At a glance, this seems straightforward enough to implement: just like border-radius and z-index from earlier, we can just query the element and set a CSS property in response to whatever we find, right? But, at least in browsers today, there isn't a direct way to get the background color that an element is sitting on. You can find an element's background-color, but that's not the same thing. And just looking at the FocusRingScope container's background misses any cases where someone might just render a div with a background somewhere in between the ring and the scope.
Thankfully there is still a way to do this, though it’s neither pretty nor efficient. The only currently-available way to accurately get the color behind an element is to manually traverse all of the ancestor elements and check their background colors. Even then, you have to do some math to composite the colors together in case there’s any opacity in them. The efficiency of this approach depends on how complicated and deep the target element’s DOM subtree is.

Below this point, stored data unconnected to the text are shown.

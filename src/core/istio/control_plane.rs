use crate::config::settings::IstioSettings;
use crate::core::istio::manifests::{ServiceMeshMemberRoll, MEMBER_ROLL_NAME};
use crate::core::kube::PodList;
use crate::core::shell::Shell;
use crate::core::wait::wait_until;
use crate::domain::model::CommandSpec;
use crate::utils::error::{MoittError, Result};
use crate::utils::validation::validate_manifest_extension;
use reqwest::Client;
use std::path::{Path, PathBuf};
use std::sync::Arc;

const INGRESS_ROUTE: &str = "istio-ingressgateway";

/// Fixture files the control plane is driven with.
#[derive(Debug, Clone)]
pub struct ControlPlaneFiles {
    /// ServiceMeshControlPlane CR used when `CR_FILE` is not set
    pub default_cr: PathBuf,
    /// Sample application for the smoke check
    pub sample: PathBuf,
}

impl ControlPlaneFiles {
    pub fn in_dir(testdata: &Path) -> Self {
        Self {
            default_cr: testdata.join("smcp.yaml"),
            sample: testdata.join("bookinfo.yaml"),
        }
    }
}

/// A Maistra control plane and its member namespaces.
pub struct ControlPlane {
    shell: Arc<Shell>,
    http: Client,
    settings: IstioSettings,
    files: ControlPlaneFiles,
}

impl ControlPlane {
    pub fn new(shell: Arc<Shell>, http: Client, settings: IstioSettings, files: ControlPlaneFiles) -> Self {
        Self {
            shell,
            http,
            settings,
            files,
        }
    }

    pub fn namespace(&self) -> &str {
        &self.settings.control_plane_namespace
    }

    fn cr_path(&self, cr_file: Option<&str>) -> Result<PathBuf> {
        match cr_file {
            Some(file) => {
                validate_manifest_extension("CR_FILE", file)?;
                Ok(PathBuf::from(file))
            }
            None => Ok(self.files.default_cr.clone()),
        }
    }

    fn timeout_arg(&self) -> String {
        format!("--timeout={}s", self.settings.check_timeout_seconds)
    }

    /// Applies the control plane CR and waits for it to report Ready.
    pub async fn install(&self, cr_file: Option<&str>) -> Result<()> {
        let cr = self.cr_path(cr_file)?;
        tracing::info!("🚀 Installing control plane from {}", cr.display());

        self.shell.ensure_project(self.namespace()).await?;
        self.shell.apply_file(self.namespace(), &cr).await?;

        let smcp = format!("smcp/{}", self.settings.control_plane);
        let timeout = self.timeout_arg();
        self.shell
            .oc([
                "wait",
                "--for",
                "condition=Ready",
                smcp.as_str(),
                "-n",
                self.namespace(),
                timeout.as_str(),
            ])
            .await?;
        tracing::info!("✅ Control plane {} is ready", self.settings.control_plane);
        Ok(())
    }

    pub async fn create_ns(&self, namespaces: &[String]) -> Result<()> {
        for namespace in namespaces {
            self.shell.ensure_project(namespace).await?;
        }
        Ok(())
    }

    /// Enrolls the configured member namespaces into the mesh.
    pub async fn apply_smmr(&self) -> Result<()> {
        let members = &self.settings.member_namespaces;
        tracing::info!("Applying member roll with {:?}", members);
        let roll = ServiceMeshMemberRoll::new(self.namespace(), members);
        self.shell
            .apply_manifest(self.namespace(), &roll.to_yaml()?)
            .await?;
        Ok(())
    }

    /// Deploys the sample app, requests its product page through the ingress
    /// route and removes the sample again regardless of the outcome.
    pub async fn smoke_check(&self) -> Result<()> {
        tracing::info!("🧪 Running bookinfo smoke check");
        let result = self.request_sample().await;

        if let Err(e) = self
            .shell
            .delete_file(&self.settings.sample_namespace, &self.files.sample)
            .await
        {
            tracing::warn!("Failed to remove the sample app: {}", e);
        }
        result
    }

    async fn request_sample(&self) -> Result<()> {
        let sample_ns = self.settings.sample_namespace.as_str();
        self.shell.apply_file(sample_ns, &self.files.sample).await?;

        // Deployments create their pods after the apply returns.
        let shell = &self.shell;
        wait_until(
            "sample pods",
            self.settings.check_timeout(),
            self.settings.poll_interval(),
            move || async move {
                let pods = PodList::from_value(
                    shell.oc_json(["get", "pods", "-n", sample_ns]).await?,
                )?;
                Ok::<_, MoittError>(pods.all_settled())
            },
        )
        .await?;

        let route = self
            .shell
            .run(
                CommandSpec::new(
                    "oc",
                    [
                        "get",
                        "route",
                        INGRESS_ROUTE,
                        "-n",
                        self.namespace(),
                        "-o",
                        "jsonpath={.spec.host}",
                    ],
                )
                .quiet(),
            )
            .await?;
        let host = route.stdout.trim();
        if host.is_empty() {
            return Err(MoittError::SmokeCheckFailed {
                url: format!("route/{}", INGRESS_ROUTE),
                reason: "ingress route has no host".to_string(),
            });
        }

        let url = format!("http://{}/productpage", host);
        let response = self
            .http
            .get(&url)
            .send()
            .await
            .map_err(|e| MoittError::SmokeCheckFailed {
                url: url.clone(),
                reason: e.to_string(),
            })?;
        if response.status() != reqwest::StatusCode::OK {
            return Err(MoittError::SmokeCheckFailed {
                url,
                reason: format!("status {}", response.status()),
            });
        }
        tracing::info!("✅ {} returned 200", url);
        Ok(())
    }

    /// Waits until every pod in the control plane namespace is running.
    pub async fn check(&self) -> Result<()> {
        let shell = &self.shell;
        let namespace = self.namespace();
        wait_until(
            "control plane pods",
            self.settings.check_timeout(),
            self.settings.poll_interval(),
            move || async move {
                let pods = PodList::from_value(
                    shell.oc_json(["get", "pods", "-n", namespace]).await?,
                )?;
                if !pods.all_settled() {
                    tracing::debug!("Waiting on {:?}", pods.not_settled());
                }
                Ok::<_, MoittError>(pods.all_settled())
            },
        )
        .await
    }

    pub async fn uninstall(&self, cr_file: Option<&str>) -> Result<()> {
        let cr = self.cr_path(cr_file)?;
        tracing::info!("🧹 Removing control plane");

        self.shell
            .oc([
                "delete",
                "smmr",
                MEMBER_ROLL_NAME,
                "-n",
                self.namespace(),
                "--ignore-not-found",
            ])
            .await?;
        self.shell.delete_file(self.namespace(), &cr).await?;
        for namespace in &self.settings.member_namespaces {
            self.shell.delete_project(namespace).await?;
        }
        self.shell.delete_project(self.namespace()).await?;
        Ok(())
    }
}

Depending on how complicated of a DOM structure the element is within, this can be somewhat simple to do, or may involve a few dozen elements and a relatively slow DOM query for each one.
While that’s a workable solution, there may actually be a better way in the near future: There’s a current discussion abouturrentBackgroundColor value to CSS. This would ideally be queryable as well and would skip all of the manual ancestor traversal that is currently required. And another suggested feature in the CSS Color Level 5 draft is the color-contrast function, which would let authors specify a list of colors and have the browser automatically pick the most visible color.
We only covered one small (but certainly not trivial) aspect of our entire Keyboard Navigation project here. While our primary goal was just to integrate keyboard navigation into the existing app, we also wanted to make sure we could maintain that baseline in the future and avoid most regressions as the app grows and evolves with time.
All told, there were a number of other challenges that we had to solve, each with their own complications. Just a few examples of that additional work include creating new systems for automatically managing focus throughout the entire app, redesigning legacy features to make sure they can support proper semantics, and refactoring many of our core UI components to make sure they work with keyboards by default.
While many of the situations we encountered were complicated, they generally had solutions that came about naturally. Focus Rings, though, presented a unique challenge where every simple solution failed to meet our requirements for quality and effectiveness. We exhausted all of the functionality that browsers currently provide natively and ended up having to build our own solution from scratch.
Through all of this work, though, we learned a lot about the problem space for focus rings and potential ways that browsers could make this easier for everyone in the future. We’ve had some passing conversations about some of these problems with browser vendors already, and are hoping to see a collaborative effort with vendors and spec authors to turn these ideas into a real standard.
In the meantime, if you’d like to see the nitty-gritty about how we actually solved these problems, or if you’re in need of a consistent focus ring for your own application, we’ve released all of the code as an open-source package!
You can check that out on GitHub here.
Keyboard navigation is a fundamental part of creating accessible experiences that everyone can enjoy, and we’re delighted to finally bring a complete, high-quality implementation into Discord. This is a project that touches every part of the app and creates an entirely new way for people to interact with it.
We’re excited to see how users of all kinds can take advantage of this new way of navigating and are looking forward to future projects that will help us make Discord more accessible, more inclusive, and more available as the place to talk for everyone, regardless of their situation or abilities.